I carried porn into our marriage. At about 3 years in I realized that it wasn't just a serious problem, but that I would forever break my wife's trust and lose her because I had to shut off that part of my heart to her.
I treaded it like an addiction and got sober, did a lot of inner healing, detoxing, and rewiring.
Took about 6 months to feel like I could win that battle. But now, 8 years later I can see it all clearly.
Porn is like really delicious poison. You use it to feel good which in turn makes you feel gross and bad...so you look to feel good again, but the only way you know how is to look at more porn. And on and on we go.
I had to stop using porn...which meant I just felt shitty for months and months. I had to learn how to be happy without it. And I did. But it takes time and support.

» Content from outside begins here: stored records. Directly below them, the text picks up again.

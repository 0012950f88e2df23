//! Workflow analysis: a read-only projection of every configurable widget
//! slot in a document, plus polarity classification of ambiguous text slots.

use serde::{Deserialize, Serialize};
use serde_json::Value;
use serde_with::skip_serializing_none;
use tracing::{debug, warn};

use crate::document::{GraphNode, WidgetValues, WorkflowDocument};
use crate::heuristics::{Polarity, PromptClassifier, Signal};
use crate::schema::{self, FieldSpec, Semantic, ValueKind};

/// A named, typed view of one widget slot. Recomputed in full on every
/// analysis call; has no lifecycle of its own.
#[skip_serializing_none]
#[derive(Clone, Debug, Serialize, Deserialize)]
pub struct ConfigurableParam {
    pub node_id: String,
    pub node_type: String,
    pub name: String,
    pub semantic: Semantic,
    pub kind: ValueKind,
    pub current: Option<Value>,
    pub min: Option<f64>,
    pub max: Option<f64>,
    #[serde(default, skip_serializing_if = "Vec::is_empty")]
    pub choices: Vec<String>,
    pub required: bool,
}

/// A classified text-encode slot.
#[skip_serializing_none]
#[derive(Clone, Debug, Serialize, Deserialize)]
pub struct TextNode {
    pub node_id: String,
    pub title: Option<String>,
    pub text: String,
    pub is_negative_prompt: bool,
    pub signal: Signal,
    pub confidence: f32,
}

/// The result of analyzing a workflow document.
#[derive(Clone, Debug, Default, Serialize, Deserialize)]
pub struct Analysis {
    pub has_valid_structure: bool,
    pub configurable: Vec<ConfigurableParam>,
    pub text_nodes: Vec<TextNode>,
    pub errors: Vec<String>,
    pub warnings: Vec<String>,
}

/// Analyzes a document with the default prompt classifier.
pub fn analyze(document: &WorkflowDocument) -> Analysis {
    analyze_with(document, &PromptClassifier::default())
}

/// Analyzes a document, dispatching each node on its type to the schema
/// registry and falling back to a generic per-index extraction for
/// unrecognized types.
///
/// This is a pure function of its inputs: a structurally invalid document
/// (no `nodes` array) yields an empty result with an error entry rather
/// than a failure.
pub fn analyze_with(document: &WorkflowDocument, classifier: &PromptClassifier) -> Analysis {
    let mut analysis = Analysis::default();

    let nodes = match &document.nodes {
        Some(nodes) => nodes,
        None => {
            analysis
                .errors
                .push("workflow document has no \"nodes\" array".to_string());
            warn!("analysis requested for a document without a nodes array");
            return analysis;
        }
    };
    analysis.has_valid_structure = true;

    for node in nodes {
        // Note nodes are purely annotative; they carry no parameters worth
        // surfacing and never reach the backend.
        if node.node_type == "Note" {
            continue;
        }
        match schema::schema_for(&node.node_type) {
            Some(schema) => {
                debug!(node = %node.id, node_type = %node.node_type, "extracting schema parameters");
                for field in schema.fields.iter().filter(|f| f.from_widget) {
                    analysis
                        .configurable
                        .push(extract_param(node, field, schema.keyed, classifier, &mut analysis.text_nodes));
                }
            }
            None => extract_generic(node, &mut analysis),
        }
    }
    analysis
}

fn extract_param(
    node: &GraphNode,
    field: &FieldSpec,
    keyed: bool,
    classifier: &PromptClassifier,
    text_nodes: &mut Vec<TextNode>,
) -> ConfigurableParam {
    let current = node.widgets_values.as_ref().and_then(|widgets| {
        if keyed {
            widgets.key(field.name)
        } else {
            widgets.index(field.index)
        }
        .cloned()
    });

    // An ambiguous prompt slot (one text field serving either polarity) gets
    // classified; slots with fixed polarity keep their table semantic.
    let mut semantic = field.semantic;
    if semantic == Semantic::Prompt && field.name == "text" {
        if let Some(text) = current.as_ref().and_then(Value::as_str) {
            let verdict = classifier.classify(node.title.as_deref(), text);
            if verdict.polarity == Polarity::Negative {
                semantic = Semantic::NegativePrompt;
            }
            text_nodes.push(TextNode {
                node_id: node.id.to_string(),
                title: node.title.clone(),
                text: text.to_string(),
                is_negative_prompt: verdict.polarity == Polarity::Negative,
                signal: verdict.signal,
                confidence: verdict.confidence,
            });
        }
    }

    ConfigurableParam {
        node_id: node.id.to_string(),
        node_type: node.node_type.clone(),
        name: field.name.to_string(),
        semantic,
        kind: field.kind,
        current,
        min: field.min,
        max: field.max,
        choices: field.choices.iter().map(|c| c.to_string()).collect(),
        required: field.required,
    }
}

/// Unrecognized node types get one opaque parameter per widget slot so the
/// caller can still see and address them.
fn extract_generic(node: &GraphNode, analysis: &mut Analysis) {
    let widgets = match &node.widgets_values {
        Some(widgets) if !widgets.is_empty() => widgets,
        _ => return,
    };
    warn!(
        node = %node.id,
        node_type = %node.node_type,
        "unknown node type; exposing generic widget parameters"
    );
    analysis.warnings.push(format!(
        "unknown node type \"{}\" on node {}: exposing {} generic widget parameters",
        node.node_type,
        node.id,
        widgets.len()
    ));
    match widgets {
        WidgetValues::List(values) => {
            for (index, value) in values.iter().enumerate() {
                analysis.configurable.push(ConfigurableParam {
                    node_id: node.id.to_string(),
                    node_type: node.node_type.clone(),
                    name: format!("widget_{}", index),
                    semantic: Semantic::Generic,
                    kind: kind_of(value),
                    current: Some(value.clone()),
                    min: None,
                    max: None,
                    choices: Vec::new(),
                    required: false,
                });
            }
        }
        WidgetValues::Keyed(map) => {
            for (key, value) in map {
                analysis.configurable.push(ConfigurableParam {
                    node_id: node.id.to_string(),
                    node_type: node.node_type.clone(),
                    name: key.clone(),
                    semantic: Semantic::Generic,
                    kind: kind_of(value),
                    current: Some(value.clone()),
                    min: None,
                    max: None,
                    choices: Vec::new(),
                    required: false,
                });
            }
        }
    }
}

fn kind_of(value: &Value) -> ValueKind {
    match value {
        Value::Bool(_) => ValueKind::Bool,
        Value::Number(n) if n.is_i64() || n.is_u64() => ValueKind::Int,
        Value::Number(_) => ValueKind::Float,
        _ => ValueKind::Text,
    }
}

#[cfg(test)]
mod tests {
    use serde_json::json;

    use super::*;

    fn doc(value: Value) -> WorkflowDocument {
        WorkflowDocument::from_value(value).unwrap()
    }

    #[test]
    fn empty_nodes_array_is_valid_and_empty() {
        let analysis = analyze(&doc(json!({"nodes": []})));
        assert!(analysis.has_valid_structure);
        assert!(analysis.configurable.is_empty());
        assert!(analysis.errors.is_empty());
    }

    #[test]
    fn missing_nodes_key_is_invalid_with_errors() {
        let analysis = analyze(&doc(json!({"links": []})));
        assert!(!analysis.has_valid_structure);
        assert!(!analysis.errors.is_empty());
        assert!(analysis.configurable.is_empty());
    }

    #[test]
    fn ksampler_parameters_surface_steps_and_cfg() {
        let analysis = analyze(&doc(json!({
            "nodes": [{
                "id": "82",
                "type": "KSampler",
                "widgets_values": [12345, "fixed", 20, 7.0, "euler", "normal", 1.0]
            }]
        })));
        let steps = analysis
            .configurable
            .iter()
            .find(|p| p.name == "steps")
            .expect("steps parameter");
        assert_eq!(steps.current, Some(json!(20)));
        assert_eq!(steps.semantic, Semantic::Steps);
        let cfg = analysis
            .configurable
            .iter()
            .find(|p| p.name == "cfg")
            .expect("cfg parameter");
        assert_eq!(cfg.current, Some(json!(7.0)));
    }

    #[test]
    fn negative_titled_text_encode_is_classified_negative() {
        let analysis = analyze(&doc(json!({
            "nodes": [{
                "id": "16",
                "type": "CLIPTextEncode",
                "title": "Negative Prompt",
                "widgets_values": ["blurry, low quality"]
            }]
        })));
        let text_node = analysis.text_nodes.first().expect("text node");
        assert!(text_node.is_negative_prompt);
        assert_eq!(text_node.signal, Signal::Title);
        let param = analysis.configurable.first().unwrap();
        assert_eq!(param.semantic, Semantic::NegativePrompt);
    }

    #[test]
    fn untitled_text_encode_falls_back_to_keywords() {
        let analysis = analyze(&doc(json!({
            "nodes": [{
                "id": "7",
                "type": "CLIPTextEncode",
                "widgets_values": ["watermark, jpeg artifacts"]
            }]
        })));
        let text_node = analysis.text_nodes.first().unwrap();
        assert!(text_node.is_negative_prompt);
        assert_eq!(text_node.signal, Signal::Keywords);
    }

    #[test]
    fn unknown_type_yields_generic_parameters_and_warning() {
        let analysis = analyze(&doc(json!({
            "nodes": [{
                "id": "99",
                "type": "FooBar",
                "widgets_values": [1, "x", true]
            }]
        })));
        assert_eq!(analysis.configurable.len(), 3);
        let names: Vec<_> = analysis.configurable.iter().map(|p| p.name.as_str()).collect();
        assert_eq!(names, vec!["widget_0", "widget_1", "widget_2"]);
        assert_eq!(analysis.configurable[0].kind, ValueKind::Int);
        assert_eq!(analysis.configurable[1].kind, ValueKind::Text);
        assert_eq!(analysis.configurable[2].kind, ValueKind::Bool);
        assert_eq!(analysis.warnings.len(), 1);
        assert!(analysis.warnings[0].contains("FooBar"));
    }

    #[test]
    fn note_nodes_are_skipped() {
        let analysis = analyze(&doc(json!({
            "nodes": [{"id": 1, "type": "Note", "widgets_values": ["remember the vae"]}]
        })));
        assert!(analysis.configurable.is_empty());
        assert!(analysis.warnings.is_empty());
    }

    #[test]
    fn keyed_store_parameters_read_by_name() {
        let analysis = analyze(&doc(json!({
            "nodes": [{
                "id": 30,
                "type": "VHS_VideoCombine",
                "widgets_values": {"frame_rate": 24, "pingpong": false}
            }]
        })));
        let frame_rate = analysis
            .configurable
            .iter()
            .find(|p| p.name == "frame_rate")
            .unwrap();
        assert_eq!(frame_rate.current, Some(json!(24)));
        assert_eq!(frame_rate.semantic, Semantic::Fps);
        // Keys the document does not carry still surface, with no current value.
        let format = analysis
            .configurable
            .iter()
            .find(|p| p.name == "format")
            .unwrap();
        assert_eq!(format.current, None);
    }

    #[test]
    fn classifier_fixtures_flow_through_analysis() {
        let classifier = PromptClassifier::new(&[], &["orange"]).unwrap();
        let analysis = analyze_with(
            &doc(json!({
                "nodes": [{
                    "id": "6",
                    "type": "CLIPTextEncode",
                    "widgets_values": ["an orange cat"]
                }]
            })),
            &classifier,
        );
        assert!(analysis.text_nodes[0].is_negative_prompt);
    }
}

I'd say 75% of men (yes even Christian men) struggle with porn. Marriage does not magically fix porn addiction.
You aren't married yet, so you have a couple choices: 1. Break it off and hope you can find a man who doesn't struggle with it. 2. Ignore it and move forward with the marriage. 3. Confront it and be relentless about your terms, "I love you, but this has to stop or it will tear us apart...you can't have a secret world of we are going to be married. I get 100% of your world. Get help to figure out why you look at porn."
If he lied to you about the porn, he's probably using it to cover up a lot of pain from something else he's been thru. Until he heals from whatever that is, porn will always look like an option.
Couple good resources:
Great book for Christian men: https://www.amazon.com/dp/0525653511/ref=cm_sw_r_cp_apa_glt_fabc_3T7EDMJKQM0M3BRFKETR
non-Christian resource for sex addiction: https://www.drpatrickcarnes.com/am-i-a-sex-addict
Great husband & wife sit-down about pornography. https://youtu.be/u0kHlMCYEWc
God bless!
Here are some actionable steps you can take:
1) Talk with your pastor. I know it's embarrassing, but the enemy wants you to hide this sin instead of bringing your problem to light.
2) Understand that ALL of your sins were paid for at the cross. Guilt/shame are the consequences of sin, but stop focusing on your sin, and focus on the Savior.
3) Download Covenant Eyes on all of your devices: https://www.covenanteyes.com/
4) Find an accountability partner that you can have keep you accountable, and who is willing to receive covenant eyes email reports on your internet activities. Not one that is going to be a drill sergeant, but one who will be there to encourage you when you fall, and keep you going when you need help.